What is expected>
Find how many lines in the data below mention "that". Give the number only.

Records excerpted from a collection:

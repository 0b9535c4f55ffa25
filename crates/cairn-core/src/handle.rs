//! Allocation handles.
//!
//! An [`Allocation`] records the byte range a successful allocation carved
//! out of its arena. Handles are plain offsets — they borrow nothing, so
//! callers can hold any number of them while continuing to allocate, and
//! resolve them to byte slices through the owning arena's `bytes` /
//! `bytes_mut` accessors.

use std::fmt;

/// Byte range carved out of an arena by a successful allocation.
///
/// The range `[offset, offset + len)` is relative to the owning arena's
/// storage base. A handle stays valid until that arena is reset; resolving
/// it afterwards returns whatever bytes now occupy the range.
#[derive(Clone, Copy, Debug, PartialEq, Eq)]
pub struct Allocation {
    offset: usize,
    len: usize,
}

impl Allocation {
    /// Create a handle for the given range.
    ///
    /// Normally only called by the arena that carved the range; a handle
    /// built by hand may panic when resolved against an arena that never
    /// issued it.
    pub fn new(offset: usize, len: usize) -> Self {
        Self { offset, len }
    }

    /// Start offset within the arena's storage.
    pub fn offset(&self) -> usize {
        self.offset
    }

    /// Length of the allocation in bytes.
    pub fn len(&self) -> usize {
        self.len
    }

    /// Whether this is a zero-length allocation. Arenas never issue one.
    pub fn is_empty(&self) -> bool {
        self.len == 0
    }

    /// One-past-the-end offset of the allocation.
    pub fn end(&self) -> usize {
        self.offset + self.len
    }
}

impl fmt::Display for Allocation {
    fn fmt(&self, f: &mut fmt::Formatter<'_>) -> fmt::Result {
        write!(f, "Allocation(off={}, len={})", self.offset, self.len)
    }
}

#[cfg(test)]
mod tests {
    use super::*;

    #[test]
    fn handle_round_trip() {
        let a = Allocation::new(64, 128);
        assert_eq!(a.offset(), 64);
        assert_eq!(a.len(), 128);
        assert_eq!(a.end(), 192);
        assert!(!a.is_empty());
    }

    #[test]
    fn display_shows_range() {
        let a = Allocation::new(0, 16);
        assert_eq!(a.to_string(), "Allocation(off=0, len=16)");
    }
}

Task response>
3